■ Task brief ■
Copy exactly the stretch of data below from the line with "when the journal" through the line with "page lives under.", including both of those lines.

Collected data

________

/*
 * daylog/src/journal.rs
 *
 * The journal workflow: turn quick input into a page, create notes and
 * weekly pages, and run task transitions against stored documents.
 *
 * Filesystem access goes through a `DocumentStore`; the clock is read once,
 * when the journal is built, so every request in a session shares one "today".
 */

use crate::config::{CONTENT_PLACEHOLDER, Config, ConfigProvider, HEADER_PLACEHOLDER};
use crate::error::JournalError;
use crate::model::dates;
use crate::model::input::Input;
use crate::model::parser::InputParser;
use crate::paths::{EntryPaths, normalize_filename};
use crate::storage::{Document, DocumentStore};
use crate::tasks::commands::{self, Command};
use crate::tasks::{Diagnostic, Transition, actions, scanner};
use anyhow::Result;
use chrono::{Datelike, Local, NaiveDate};
use std::path::Path;

pub struct Journal<S: DocumentStore> {
    config: Config,
    parser: InputParser,
    paths: EntryPaths,
    locale: String,
    store: S,
}

impl<S: DocumentStore> Journal<S> {
    pub fn new(config: Config, store: S) -> Self {
        Self::with_today(config, store, Local::now().date_naive())
    }

    pub fn with_today(config: Config, store: S, today: NaiveDate) -> Self {
        let parser = InputParser::with_today(&config, today);
        let paths = EntryPaths::new(config.base_path(), &config.file_extension());
        let locale = config.locale();
        log::debug!(
            "Journal at {} (locale {}, today {})",
            paths.base().display(),
            locale,
            today
        );
        Self {
            config,
            parser,
            paths,
            locale,
            store,
        }
    }

    pub fn today(&self) -> NaiveDate {
        self.parser.today()
    }

    pub fn config(&self) -> &Config {
        &self.config
    }

    pub fn paths(&self) -> &EntryPaths {
        &self.paths
    }

    pub fn store(&self) -> &S {
        &self.store
    }

    pub fn parser(&self) -> &InputParser {
        &self.parser
    }

    /// The folder every page lives under.
    pub fn base_path(&self) -> &Path {
        self.paths.base()
    }

    /// The quick-input flow: resolve the day, open its page, and add the
    /// memo if there is one.
    pub fn load_page_for_input(&self, raw: &str) -> Result<Document> {
        let input = self.parser.tokenize(raw)?;
        let doc = self.page_for_day(input.target_offset())?;
        match self.render_memo(&input) {
            Some(line) => {
                log::info!("Adding memo to {}", doc.path.display());
                self.store.append_line(&doc, &line)
            }
            None => Ok(doc),
        }
    }

    /// Memo line for `input`, or `None` when it only names a day.
    ///
    /// The task flag picks the task template and is consumed; any other
    /// flags are written back as tags after the memo.
    pub fn render_memo(&self, input: &Input) -> Option<String> {
        if !input.has_memo() {
            return None;
        }
        let memo = input.memo.as_deref()?.trim();
        let is_task = input.has_flag(&self.config.task_flag);

        let mut content = memo.to_string();
        for flag in input
            .flags
            .iter()
            .filter(|f| !f.eq_ignore_ascii_case(&self.config.task_flag))
        {
            content.push(' ');
            content.push(self.config.flag_sigil);
            content.push_str(flag);
        }

        let template = if is_task {
            &self.config.task_template
        } else {
            &self.config.memo_template
        };
        Some(template.replace(CONTENT_PLACEHOLDER, &content))
    }

    pub fn date_for(&self, offset: i64) -> Result<NaiveDate, JournalError> {
        dates::add_days(self.today(), offset).ok_or_else(|| JournalError::UnresolvedInput(offset.to_string()))
    }

    pub fn header_for(&self, date: NaiveDate) -> String {
        dates::format_date(date, &self.config.header_template(), &self.locale)
    }

    /// The daily page `offset` days from today, created from the page
    /// template if it does not exist yet.
    pub fn page_for_day(&self, offset: i64) -> Result<Document> {
        let date = self.date_for(offset)?;
        let path = self.paths.daily(date);
        let content = self
            .config
            .page_template
            .replace(HEADER_PLACEHOLDER, &self.header_for(date));
        self.store.load_or_create(&path, &content)
    }

    /// A named note in today's folder.
    pub fn create_note(&self, name: &str) -> Result<Document> {
        let name = name.trim();
        if normalize_filename(name).is_empty() {
            return Err(JournalError::EmptyInput.into());
        }
        let path = self.paths.note(self.today(), name);
        let content = self.config.note_template.replace(CONTENT_PLACEHOLDER, name);
        self.store.load_or_create(&path, &content)
    }

    /// The weekly page for the ISO week containing today + `offset` weeks.
    pub fn page_for_week(&self, offset: i64) -> Result<Document> {
        let days = offset
            .checked_mul(7)
            .ok_or_else(|| JournalError::UnresolvedInput(offset.to_string()))?;
        let date = self.date_for(days)?;
        let week = date.iso_week();
        let header = format!("Week {:02}, {}", week.week(), week.year());
        let path = self.paths.weekly(date);
        let content = self.config.page_template.replace(HEADER_PLACEHOLDER, &header);
        self.store.load_or_create(&path, &content)
    }

    pub fn scan_document(&self, doc: &Document) -> Vec<Diagnostic> {
        scanner::scan(&doc.lines())
    }

    pub fn code_actions(&self, doc: &Document) -> Vec<Command> {
        commands::provide_code_actions(&document_uri(doc), &self.scan_document(doc))
    }

    /// Apply `transition` to the task on `line`, checked against the file as
    /// it is now rather than as `doc` remembers it.
    pub fn apply_transition(&self, doc: &Document, line: u32, transition: Transition) -> Result<bool> {
        let edit = actions::build_edit(transition, line);
        let changed = self.store.apply_edits(doc, &[edit])?;
        if changed {
            log::info!("{} on {}:{}", transition.label(), doc.path.display(), line + 1);
        }
        Ok(changed)
    }

    /// Run a command previously returned by [`Journal::code_actions`].
    pub fn execute(&self, doc: &Document, command: &Command) -> Result<bool> {
        let edit = commands::execute_command(&command.command, &command.arguments)?;
        self.store.apply_edits(doc, &[edit])
    }
}

pub fn document_uri(doc: &Document) -> String {
    format!("file://{}", doc.path.display())
}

________

■ Finished task ■
 * when the journal is built, so every request in a session shares one "today".
 */

use crate::config::{CONTENT_PLACEHOLDER, Config, ConfigProvider, HEADER_PLACEHOLDER};
use crate::error::JournalError;
use crate::model::dates;
use crate::model::input::Input;
use crate::model::parser::InputParser;
use crate::paths::{EntryPaths, normalize_filename};
use crate::storage::{Document, DocumentStore};
use crate::tasks::commands::{self, Command};
use crate::tasks::{Diagnostic, Transition, actions, scanner};
use anyhow::Result;
use chrono::{Datelike, Local, NaiveDate};
use std::path::Path;

pub struct Journal<S: DocumentStore> {
    config: Config,
    parser: InputParser,
    paths: EntryPaths,
    locale: String,
    store: S,
}

impl<S: DocumentStore> Journal<S> {
    pub fn new(config: Config, store: S) -> Self {
        Self::with_today(config, store, Local::now().date_naive())
    }

    pub fn with_today(config: Config, store: S, today: NaiveDate) -> Self {
        let parser = InputParser::with_today(&config, today);
        let paths = EntryPaths::new(config.base_path(), &config.file_extension());
        let locale = config.locale();
        log::debug!(
            "Journal at {} (locale {}, today {})",
            paths.base().display(),
            locale,
            today
        );
        Self {
            config,
            parser,
            paths,
            locale,
            store,
        }
    }

    pub fn today(&self) -> NaiveDate {
        self.parser.today()
    }

    pub fn config(&self) -> &Config {
        &self.config
    }

    pub fn paths(&self) -> &EntryPaths {
        &self.paths
    }

    pub fn store(&self) -> &S {
        &self.store
    }

    pub fn parser(&self) -> &InputParser {
        &self.parser
    }

    /// The folder every page lives under.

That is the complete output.